=== Section Start ===

//! Transport parameters.
//!
//! [`TransportParams`] is built through [`TransportParams::builder`],
//! which checks every value before the engine sees it. The defaults are
//! the classic model's constants.

use thiserror::Error;

use crate::constants::{
    INSTABILITY_THRESHOLD_DEG, MAX_SHADOW_STEPS, SEA_WATER_DENSITY, SEDIMENT_MOBILITY, SHADOW_STEP,
};

// ── Policies ───────────────────────────────────────────────────────

/// How the depth of closure is chosen for each node.
#[derive(Clone, Copy, Debug, PartialEq)]
pub enum ClosurePolicy {
    /// The same depth everywhere (m).
    Fixed(f64),
    /// From the linear shelf/shoreface model in [`ShelfProfile`].
    Derived,
}

impl Default for ClosurePolicy {
    fn default() -> Self {
        Self::Fixed(10.0)
    }
}

/// Which neighbour counts as the cell "behind" a shoreline node when
/// totting up available sediment.
#[derive(Clone, Copy, Debug, Default, PartialEq, Eq)]
pub enum SupplyLookup {
    /// One cell landward along the shore normal, snapped to a grid axis.
    #[default]
    ShoreNormal,
    /// One cell along the local shore direction, snapped to a grid axis.
    ShoreTangent,
}

/// Linear continental shelf and shoreface used by
/// [`ClosurePolicy::Derived`].
#[derive(Clone, Copy, Debug, PartialEq)]
pub struct ShelfProfile {
    /// Row at which the shelf depth is known.
    pub cross_shore_reference: usize,
    /// Shelf depth at that row (m).
    pub shelf_depth_at_reference: f64,
    /// Shelf gradient, depth gained per metre offshore.
    pub shelf_slope: f64,
    /// Shoreface gradient. Must be steeper than the shelf.
    pub shoreface_slope: f64,
    /// Floor of the derived depth (m).
    pub minimum_closure_depth: f64,
}

impl Default for ShelfProfile {
    fn default() -> Self {
        Self {
            cross_shore_reference: 10,
            shelf_depth_at_reference: 10.0,
            shelf_slope: 0.001,
            shoreface_slope: 0.01,
            minimum_closure_depth: 10.0,
        }
    }
}

// ── ParamError ─────────────────────────────────────────────────────

/// A rejected transport parameter.
#[derive(Clone, Debug, PartialEq, Error)]
pub enum ParamError {
    /// A value that must be positive is zero, negative or not finite.
    #[error("{name} must be finite and > 0, got {value}")]
    NotPositive {
        /// Parameter name.
        name: &'static str,
        /// The rejected value.
        value: f64,
    },
    /// A value that must be non-negative is negative or not finite.
    #[error("{name} must be finite and >= 0, got {value}")]
    Negative {
        /// Parameter name.
        name: &'static str,
        /// The rejected value.
        value: f64,
    },
    /// The shadow march would never take a step.
    #[error("max_shadow_steps must be at least 1")]
    NoShadowSteps,
    /// The shoreface is not steeper than the shelf.
    #[error("shoreface slope {shoreface} must exceed shelf slope {shelf}")]
    SlopeOrder {
        /// Configured shoreface slope.
        shoreface: f64,
        /// Configured shelf slope.
        shelf: f64,
    },
}

fn positive(name: &'static str, value: f64) -> Result<(), ParamError> {
    if value > 0.0 && value.is_finite() {
        Ok(())
    } else {
        Err(ParamError::NotPositive { name, value })
    }
}

fn non_negative(name: &'static str, value: f64) -> Result<(), ParamError> {
    if value >= 0.0 && value.is_finite() {
        Ok(())
    } else {
        Err(ParamError::Negative { name, value })
    }
}

// ── TransportParams ────────────────────────────────────────────────

/// Coefficients of the wave transform and sediment budget.
#[derive(Clone, Copy, Debug, PartialEq)]
pub struct TransportParams {
    /// Sediment mobility coefficient `k` of the CERC formula.
    pub sediment_mobility: f64,
    /// Water density `ρ` (kg/m³).
    pub water_density: f64,
    /// Wave/shore angle difference beyond which a node counts as
    /// unstable (radians).
    pub instability_threshold: f64,
    /// Step of the shadow march (cells).
    pub shadow_step: f64,
    /// Upper bound on shadow march steps per node.
    pub max_shadow_steps: usize,
    /// Depth-of-closure policy.
    pub closure: ClosurePolicy,
    /// Where to look for sediment behind a node.
    pub supply: SupplyLookup,
    /// Shelf profile for [`ClosurePolicy::Derived`].
    pub shelf: ShelfProfile,
}

impl Default for TransportParams {
    fn default() -> Self {
        Self {
            sediment_mobility: SEDIMENT_MOBILITY,
            water_density: SEA_WATER_DENSITY,
            instability_threshold: INSTABILITY_THRESHOLD_DEG.to_radians(),
            shadow_step: SHADOW_STEP,
            max_shadow_steps: MAX_SHADOW_STEPS,
            closure: ClosurePolicy::default(),
            supply: SupplyLookup::default(),
            shelf: ShelfProfile::default(),
        }
    }
}

impl TransportParams {
    /// A builder starting from the defaults.
    pub fn builder() -> TransportParamsBuilder {
        TransportParamsBuilder {
            params: Self::default(),
        }
    }

    /// Check every value.
    ///
    /// # Errors
    ///
    /// The first [`ParamError`] found.
    pub fn validate(&self) -> Result<(), ParamError> {
        positive("sediment_mobility", self.sediment_mobility)?;
        positive("water_density", self.water_density)?;
        positive("instability_threshold", self.instability_threshold)?;
        positive("shadow_step", self.shadow_step)?;
        if self.max_shadow_steps == 0 {
            return Err(ParamError::NoShadowSteps);
        }
        if let ClosurePolicy::Fixed(depth) = self.closure {
            positive("closure depth", depth)?;
        }
        let shelf = &self.shelf;
        non_negative("shelf_depth_at_reference", shelf.shelf_depth_at_reference)?;
        non_negative("shelf_slope", shelf.shelf_slope)?;
        positive("shoreface_slope", shelf.shoreface_slope)?;
        positive("minimum_closure_depth", shelf.minimum_closure_depth)?;
        if shelf.shoreface_slope <= shelf.shelf_slope {
            return Err(ParamError::SlopeOrder {
                shoreface: shelf.shoreface_slope,
                shelf: shelf.shelf_slope,
            });
        }
        Ok(())
    }
}

/// Builder for [`TransportParams`].
#[derive(Clone, Debug)]
pub struct TransportParamsBuilder {
    params: TransportParams,
}

impl TransportParamsBuilder {
    /// Sediment mobility `k` (default 0.67). Must be > 0.
    pub fn sediment_mobility(mut self, k: f64) -> Self {
        self.params.sediment_mobility = k;
        self
    }

    /// Water density (default 1020 kg/m³). Must be > 0.
    pub fn water_density(mut self, rho: f64) -> Self {
        self.params.water_density = rho;
        self
    }

    /// Instability threshold in degrees (default 42).
    pub fn instability_threshold_deg(mut self, degrees: f64) -> Self {
        self.params.instability_threshold = degrees.to_radians();
        self
    }

    /// Shadow march step in cells (default 0.2).
    pub fn shadow_step(mut self, step: f64) -> Self {
        self.params.shadow_step = step;
        self
    }

    /// Bound on shadow march steps (default 10 000).
    pub fn max_shadow_steps(mut self, steps: usize) -> Self {
        self.params.max_shadow_steps = steps;
        self
    }

    /// Depth-of-closure policy (default `Fixed(10.0)`).
    pub fn closure(mut self, policy: ClosurePolicy) -> Self {
        self.params.closure = policy;
        self
    }

    /// Supply lookup (default [`SupplyLookup::ShoreNormal`]).
    pub fn supply(mut self, lookup: SupplyLookup) -> Self {
        self.params.supply = lookup;
        self
    }

    /// Shelf profile for the derived closure depth.
    pub fn shelf(mut self, shelf: ShelfProfile) -> Self {
        self.params.shelf = shelf;
        self
    }

    /// Validate and return the parameters.
    ///
    /// # Errors
    ///
    /// See [`TransportParams::validate`].
    pub fn build(self) -> Result<TransportParams, ParamError> {
        self.params.validate()?;
        Ok(self.params)
    }
}
//! Longshore transport directions.

/// Direction of the sediment flux across the boundary between a node and
/// its successor, as decided by the differencing scheme.
#[derive(Clone, Copy, Debug, Default, PartialEq, Eq, Hash)]
pub enum TransportDir {
    /// Flux runs from the node toward its successor.
    Right,
    /// Flux runs from the successor toward the node.
    Left,
    /// No transport was computed for this node.
    #[default]
    None,
}

impl TransportDir {
    /// Whether the flux runs toward the successor.
    pub fn is_right(self) -> bool {
        self == Self::Right
    }
}

/// Net flow classification of a node from its predecessor's and its own
/// transport direction.
#[derive(Clone, Copy, Debug, Default, PartialEq, Eq, Hash)]
pub enum FlowDirection {
    /// Sediment enters from the predecessor and leaves toward the successor.
    Right,
    /// Sediment enters from the successor and leaves toward the predecessor.
    Left,
    /// Sediment enters from both sides.
    Convergent,
    /// Sediment leaves toward both sides.
    Divergent,
    /// Neither boundary carries transport.
    #[default]
    None,
}

impl FlowDirection {
    /// Classify a node given the transport direction across its upstream
    /// boundary (`prev`) and its downstream boundary (`own`).
    ///
    /// A missing direction on one side counts as `Left`; the flux across
    /// that side is zero, so the in/out bookkeeping stays consistent with
    /// the neighbour's view of the same boundary.
    pub fn classify(prev: TransportDir, own: TransportDir) -> Self {
        if prev == TransportDir::None && own == TransportDir::None {
            return Self::None;
        }
        match (prev.is_right(), own.is_right()) {
            (true, true) => Self::Right,
            (true, false) => Self::Convergent,
            (false, true) => Self::Divergent,
            (false, false) => Self::Left,
        }
    }
}
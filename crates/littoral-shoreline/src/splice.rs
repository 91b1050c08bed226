//! Local re-splice of a chain around one node.

use littoral_core::{CellPos, NodeId, TopologyError};
use littoral_grid::{Grid, GridEdge, Probe};

use crate::node::{Node, NodeKind};
use crate::shoreline::Shoreline;
use crate::tracer::{direction_between, moore_trace, Rotation, Trace, TraceEnd, TraceFault, TraceRequest, RING};

fn failed(node: NodeId, reason: &str) -> TopologyError {
    TopologyError::SpliceFailed {
        node,
        reason: reason.to_string(),
    }
}

/// First non-land direction from `from`, scanning against `rotation`
/// starting at the direction toward `toward`.
fn seed_backtrack(grid: &Grid, from: CellPos, toward: CellPos, rotation: Rotation) -> Option<usize> {
    let d0 = direction_between(grid, from, toward)?;
    (0..8)
        .map(|k| rotation.reversed().turn(d0, k))
        .find(|&d| match grid.offset(from, RING[d].0, RING[d].1) {
            Probe::Sea => true,
            Probe::Cell(p) => !grid.is_land(p),
            Probe::Exit(_) => false,
        })
}

fn walk(
    grid: &Grid,
    node: NodeId,
    start: CellPos,
    toward: CellPos,
    rotation: Rotation,
    stop: Option<CellPos>,
) -> Result<Trace, TopologyError> {
    let backtrack = seed_backtrack(grid, start, toward, rotation)
        .ok_or_else(|| failed(node, "no water next to the segment start"))?;
    let req = TraceRequest {
        start,
        backtrack,
        rotation,
        stop,
        claimed: &|p: CellPos| grid.node_at(p).is_some(),
    };
    moore_trace(grid, &req).map_err(|fault| match fault {
        TraceFault::Claimed(p) => TopologyError::SpliceFailed {
            node,
            reason: format!("segment runs into claimed cell {p}"),
        },
        TraceFault::Looped => failed(node, "segment loops back to its start"),
        TraceFault::Runaway => failed(node, "segment trace does not terminate"),
    })
}

/// Link fresh interior nodes for `cells` between `after` and `before`.
fn insert_run(
    grid: &mut Grid,
    shore: &mut Shoreline,
    after: NodeId,
    cells: impl IntoIterator<Item = CellPos>,
    before: NodeId,
) -> Result<(), TopologyError> {
    let chain = shore.node(after)?.chain;
    let mut tail = after;
    shore.node_mut(after)?.props.clear_geometry();
    shore.node_mut(before)?.props.clear_geometry();
    for pos in cells {
        let id = shore.alloc(grid, Node::interior(pos, chain))?;
        shore.link(tail, id)?;
        tail = id;
    }
    shore.link(tail, before)
}

fn move_sentinel(shore: &mut Shoreline, sentinel: NodeId, edge: GridEdge) -> Result<(), TopologyError> {
    shore.node_mut(sentinel)?.kind = NodeKind::Boundary { edge };
    Ok(())
}

/// Remove `id` from its chain and re-trace the boundary between its
/// neighbours.
///
/// Returns the node after the re-spliced segment, from which a sweep can
/// carry on.
///
/// # Errors
///
/// [`TopologyError::SpliceFailed`] when the segment cannot be re-traced
/// locally. `id` is gone and its neighbours are linked directly, so the
/// shoreline stays walkable until the caller re-traces it in full.
pub fn replace_node(grid: &mut Grid, shore: &mut Shoreline, id: NodeId) -> Result<NodeId, TopologyError> {
    let node = shore.node(id)?;
    let Some(pos) = node.pos() else {
        return Err(failed(id, "sentinels are not re-spliced"));
    };
    let (prev, next, chain) = (node.prev, node.next, node.chain);
    let closed = shore.is_closed(chain);
    let degenerate = closed && shore.chain_len(chain) <= 3;
    shore.unlink(grid, id)?;

    let (Some(prev), Some(next)) = (prev, next) else {
        return Err(failed(id, "node is missing a neighbour"));
    };
    if degenerate {
        return Err(failed(id, "closed chain of three nodes or fewer"));
    }

    match (shore.position(prev), shore.position(next)) {
        (Some(from), Some(to)) => {
            let trace = walk(grid, id, from, pos, Rotation::Clockwise, Some(to))?;
            let cells = trace.cells.iter().skip(1).copied();
            match trace.end {
                TraceEnd::Reached(_) => {
                    insert_run(grid, shore, prev, cells, next)?;
                    Ok(next)
                }
                TraceEnd::Exited(edge) if !closed => {
                    let sentinel = shore
                        .end_sentinel(next)
                        .ok_or_else(|| failed(id, "open chain has no end sentinel"))?;
                    shore.free_run(grid, next, sentinel)?;
                    move_sentinel(shore, sentinel, edge)?;
                    insert_run(grid, shore, prev, cells, sentinel)?;
                    Ok(sentinel)
                }
                _ => Err(failed(id, "segment reaches neither its successor nor an edge")),
            }
        }
        (Some(from), None) => {
            let trace = walk(grid, id, from, pos, Rotation::Clockwise, None)?;
            let TraceEnd::Exited(edge) = trace.end else {
                return Err(failed(id, "segment before the end sentinel does not exit"));
            };
            move_sentinel(shore, next, edge)?;
            insert_run(grid, shore, prev, trace.cells.iter().skip(1).copied(), next)?;
            Ok(next)
        }
        (None, Some(to)) => {
            let trace = walk(grid, id, to, pos, Rotation::CounterClockwise, None)?;
            let TraceEnd::Exited(edge) = trace.end else {
                return Err(failed(id, "segment after the start sentinel does not exit"));
            };
            move_sentinel(shore, prev, edge)?;
            insert_run(grid, shore, prev, trace.cells.iter().skip(1).rev().copied(), next)?;
            Ok(next)
        }
        (None, None) => Err(failed(id, "both neighbours are sentinels")),
    }
}
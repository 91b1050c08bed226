//! Longshore sediment transport for the littoral coastline model.
//!
//! One step of transport runs in two passes over the shoreline:
//!
//! 1. [`wave_transform`] picks a shore angle for every interior node with
//!    the upwind/downwind [`differencing`] scheme (consulting the
//!    [`shadow`] test), refracts the deep-water wave to its breaking
//!    point and stores the resulting transport potential.
//! 2. [`sediment_budget`] classifies each node's net flow, clips the
//!    potentials to the sediment actually available and records each
//!    node's net volume change and depth of closure.
//!
//! Applying those volume changes to the grid is left to the repair crate.

#![deny(missing_docs)]
#![deny(rustdoc::broken_intra_doc_links)]
#![forbid(unsafe_code)]

pub mod budget;
pub mod closure;
pub mod constants;
pub mod differencing;
pub mod params;
pub mod refraction;
pub mod shadow;
pub mod transform;

pub use budget::{sediment_budget, BudgetStats};
pub use closure::{cell_behind, closure_depth, derived_closure_depth};
pub use differencing::{shore_angle, ShoreAngle};
pub use params::{ClosurePolicy, ParamError, ShelfProfile, SupplyLookup, TransportParams, TransportParamsBuilder};
pub use refraction::{shoal, transport_potential, wavelength, BreakingWave};
pub use shadow::is_shadowed;
pub use transform::{wave_transform, WaveStats};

=== Section End ===

Beginning with the line holding "runs toward the successor." and ending with the line holding "stays consistent with", write out the stretch of material above exactly; add no further lines.

    /// Whether the flux runs toward the successor.
    pub fn is_right(self) -> bool {
        self == Self::Right
    }
}

/// Net flow classification of a node from its predecessor's and its own
/// transport direction.
#[derive(Clone, Copy, Debug, Default, PartialEq, Eq, Hash)]
pub enum FlowDirection {
    /// Sediment enters from the predecessor and leaves toward the successor.
    Right,
    /// Sediment enters from the successor and leaves toward the predecessor.
    Left,
    /// Sediment enters from both sides.
    Convergent,
    /// Sediment leaves toward both sides.
    Divergent,
    /// Neither boundary carries transport.
    #[default]
    None,
}

impl FlowDirection {
    /// Classify a node given the transport direction across its upstream
    /// boundary (`prev`) and its downstream boundary (`own`).
    ///
    /// A missing direction on one side counts as `Left`; the flux across
    /// that side is zero, so the in/out bookkeeping stays consistent with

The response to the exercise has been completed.